The official said that pursuant to a regulation of the government issued to prevent a new outbreak of coronavirus, employees must be registered before they arrive in Estonia for employment.
Employers must also register their employees also they are posted workers, such as in a situation where an Ukrainian national working at a Polish company arrives in Estonia for work.
There are also situations where foreigners already working in Estonia forward employment offers to friends at home, who arrive in Estonia without first making sure that the employment offer and the job are official.
"So it may happen that after arrival in Estonia, the person finds out that they have no work or they will experience problems related to stay in the country. When a job offer exists and the name of the employer is known, it's very important to ask for an employment contract in writing so that the employee would have information concerning the job in a format which can be reproduced. That may be necessary also in the event of subsequent disputes," Peters said.
The right to visa-free stay in the Schengen area, including Estonia, is generally valid for 90 days within any 180-day period and includes the amount of time spent in another country of the Schengen area, such as Poland.

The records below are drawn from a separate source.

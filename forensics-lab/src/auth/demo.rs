//! Demo account directory

use sha2::{Digest, Sha256};

use super::{AuthError, Authenticator, Role, User};

struct DemoAccount {
    id: &'static str,
    name: &'static str,
    email: &'static str,
    role: Role,
    password: &'static str,
}

const DEMO_ACCOUNTS: &[DemoAccount] = &[
    DemoAccount {
        id: "1",
        name: "Aarav Sharma",
        email: "student@krmangalam.edu.in",
        role: Role::Student,
        password: "student123",
    },
    DemoAccount {
        id: "2",
        name: "Dr. Priya Gupta",
        email: "instructor@krmangalam.edu.in",
        role: Role::Instructor,
        password: "instructor123",
    },
];

/// Fixed training accounts for classroom use.
#[derive(Debug, Default, Clone, Copy)]
pub struct DemoDirectory;

impl DemoDirectory {
    pub fn new() -> Self {
        Self
    }

    /// Emails of the built-in accounts.
    pub fn emails(&self) -> impl Iterator<Item = &'static str> {
        DEMO_ACCOUNTS.iter().map(|a| a.email)
    }
}

impl Authenticator for DemoDirectory {
    fn authenticate(&self, email: &str, password: &str) -> Result<User, AuthError> {
        let account = DEMO_ACCOUNTS
            .iter()
            .find(|a| a.email == email)
            .ok_or(AuthError::InvalidCredentials)?;

        if !digest_eq(account.password, password) {
            return Err(AuthError::InvalidCredentials);
        }

        Ok(User {
            id: account.id.to_string(),
            name: account.name.to_string(),
            email: account.email.to_string(),
            role: account.role,
            avatar: None,
        })
    }
}

// Constant-time over fixed-length digests.
fn digest_eq(expected: &str, given: &str) -> bool {
    let a = Sha256::digest(expected.as_bytes());
    let b = Sha256::digest(given.as_bytes());
    a.iter().zip(b.iter()).fold(0u8, |acc, (x, y)| acc | (x ^ y)) == 0
}

#[cfg(test)]
mod tests {
    use super::*;

    #[test]
    fn test_student_login() {
        let user = DemoDirectory::new()
            .authenticate("student@krmangalam.edu.in", "student123")
            .unwrap();
        assert_eq!(user.role, Role::Student);
        assert_eq!(user.name, "Aarav Sharma");
    }

    #[test]
    fn test_instructor_login() {
        let user = DemoDirectory::new()
            .authenticate("instructor@krmangalam.edu.in", "instructor123")
            .unwrap();
        assert_eq!(user.role, Role::Instructor);
        assert_eq!(user.id, "2");
    }

    #[test]
    fn test_wrong_password() {
        let err = DemoDirectory::new()
            .authenticate("student@krmangalam.edu.in", "instructor123")
            .unwrap_err();
        assert!(matches!(err, AuthError::InvalidCredentials));
    }

    #[test]
    fn test_unknown_email() {
        let err = DemoDirectory::new()
            .authenticate("nobody@example.com", "student123")
            .unwrap_err();
        assert!(matches!(err, AuthError::InvalidCredentials));
    }

    #[test]
    fn test_serialized_user_has_no_password() {
        let user = DemoDirectory::new()
            .authenticate("student@krmangalam.edu.in", "student123")
            .unwrap();
        let json = serde_json::to_string(&user).unwrap();
        assert!(!json.contains("student123"));
        assert!(json.contains("\"role\":\"student\""));
    }

    #[test]
    fn test_emails_list_every_account() {
        let emails: Vec<_> = DemoDirectory::new().emails().collect();
        assert_eq!(
            emails,
            vec!["student@krmangalam.edu.in", "instructor@krmangalam.edu.in"]
        );
    }
}
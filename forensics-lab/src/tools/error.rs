//! Tool client errors

/// Failure of a request to the forensics backend.
///
/// Transport failures are always classified; callers never see raw
/// `ureq` errors.
#[derive(Debug, Clone, PartialEq, Eq, thiserror::Error)]
pub enum ToolError {
    /// The backend answered with a non-2xx status.
    #[error("HTTP {status}: {body}")]
    RequestFailed { status: u16, body: String },

    /// The request could not be sent or completed (DNS, refused, timeout).
    #[error("Backend unavailable: {0}")]
    NetworkUnavailable(String),

    /// The backend answered 2xx but the body was not the expected JSON.
    #[error("Malformed backend response: {0}")]
    MalformedResponse(String),

    /// The evidence file could not be read for upload.
    #[error("Failed to read evidence file {0}")]
    EvidenceUnreadable(String),
}

impl ToolError {
    /// HTTP status for `RequestFailed`, if any.
    pub fn status(&self) -> Option<u16> {
        match self {
            ToolError::RequestFailed { status, .. } => Some(*status),
            _ => None,
        }
    }

    /// Whether the backend rejected the API key.
    pub fn is_unauthorized(&self) -> bool {
        self.status() == Some(401)
    }
}

impl From<ureq::Transport> for ToolError {
    fn from(err: ureq::Transport) -> Self {
        ToolError::NetworkUnavailable(err.to_string())
    }
}

#[cfg(test)]
mod tests {
    use super::*;

    #[test]
    fn test_request_failed_message() {
        let err = ToolError::RequestFailed {
            status: 500,
            body: "disk full".to_string(),
        };
        assert_eq!(err.to_string(), "HTTP 500: disk full");
        assert_eq!(err.status(), Some(500));
        assert!(!err.is_unauthorized());
    }

    #[test]
    fn test_unauthorized() {
        let err = ToolError::RequestFailed {
            status: 401,
            body: "{\"detail\":\"Invalid API key\"}".to_string(),
        };
        assert!(err.is_unauthorized());
        assert_eq!(ToolError::NetworkUnavailable("x".into()).status(), None);
    }
}
//! Persisted sign-in session

use anyhow::Context;
use std::sync::Arc;

use super::{AuthError, Authenticator, User};
use crate::storage::KeyValueStore;

/// Storage key holding the signed-in user
pub const SESSION_KEY: &str = "forensics_lab_user";

/// Signs users in through an `Authenticator` and remembers the result.
pub struct SessionStore {
    port: Arc<dyn KeyValueStore>,
    authenticator: Box<dyn Authenticator>,
}

impl SessionStore {
    pub fn new(port: Arc<dyn KeyValueStore>, authenticator: Box<dyn Authenticator>) -> Self {
        Self {
            port,
            authenticator,
        }
    }

    /// Verify credentials and persist the session.
    pub fn login(&self, email: &str, password: &str) -> Result<User, AuthError> {
        let user = self.authenticator.authenticate(email, password)?;
        let raw = serde_json::to_string(&user).context("Failed to serialize session")?;
        self.port
            .set(SESSION_KEY, &raw)
            .context("Failed to persist session")?;
        tracing::info!("Signed in {} ({})", user.email, user.role);
        Ok(user)
    }

    /// The previously signed-in user, if a readable session exists.
    pub fn restore(&self) -> Option<User> {
        let raw = match self.port.get(SESSION_KEY) {
            Ok(raw) => raw?,
            Err(e) => {
                tracing::warn!("Failed to read session: {:#}", e);
                return None;
            }
        };
        match serde_json::from_str(&raw) {
            Ok(user) => Some(user),
            Err(e) => {
                tracing::warn!("Ignoring malformed session: {}", e);
                None
            }
        }
    }

    pub fn logout(&self) -> Result<(), AuthError> {
        self.port
            .remove(SESSION_KEY)
            .context("Failed to clear session")?;
        Ok(())
    }
}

Peters said that many foreigners working in the region tend to believe that the period of visa-free stay starts again when entering a different country of the Schengen area, or they fail to check for the date of expiry of their visa.
People arriving in Estonia for employment also must observe the self-isolation requirement.
"Even if the coronavirus test taken at home is negative, the person arriving in Estonia may come into contact with an infected person while en route. Therefore it is very important to test again when in Estonia and to avoid contact with other people until the result of the test is received," he said.
Each employer and business, but also the person themselves, can check the lawfulness of a person's employment in Estonia via the police website at politsei.ee . The online address to check the lawfulness of the short-term employment of a foreign national is https://www2.politsei.ee/et/teenused/e-paringud/luhiajalise-eestis-tootamise-registreerimise-kontroll.dot.
The period of visa-free stay in the Schengen territory can be checked here.
During 2018, Estonian police found 1,023 people to be staying in Estonia illegally. The number of such people detected by the police was 1,372 last year and 842 in the first 10 months of 2020.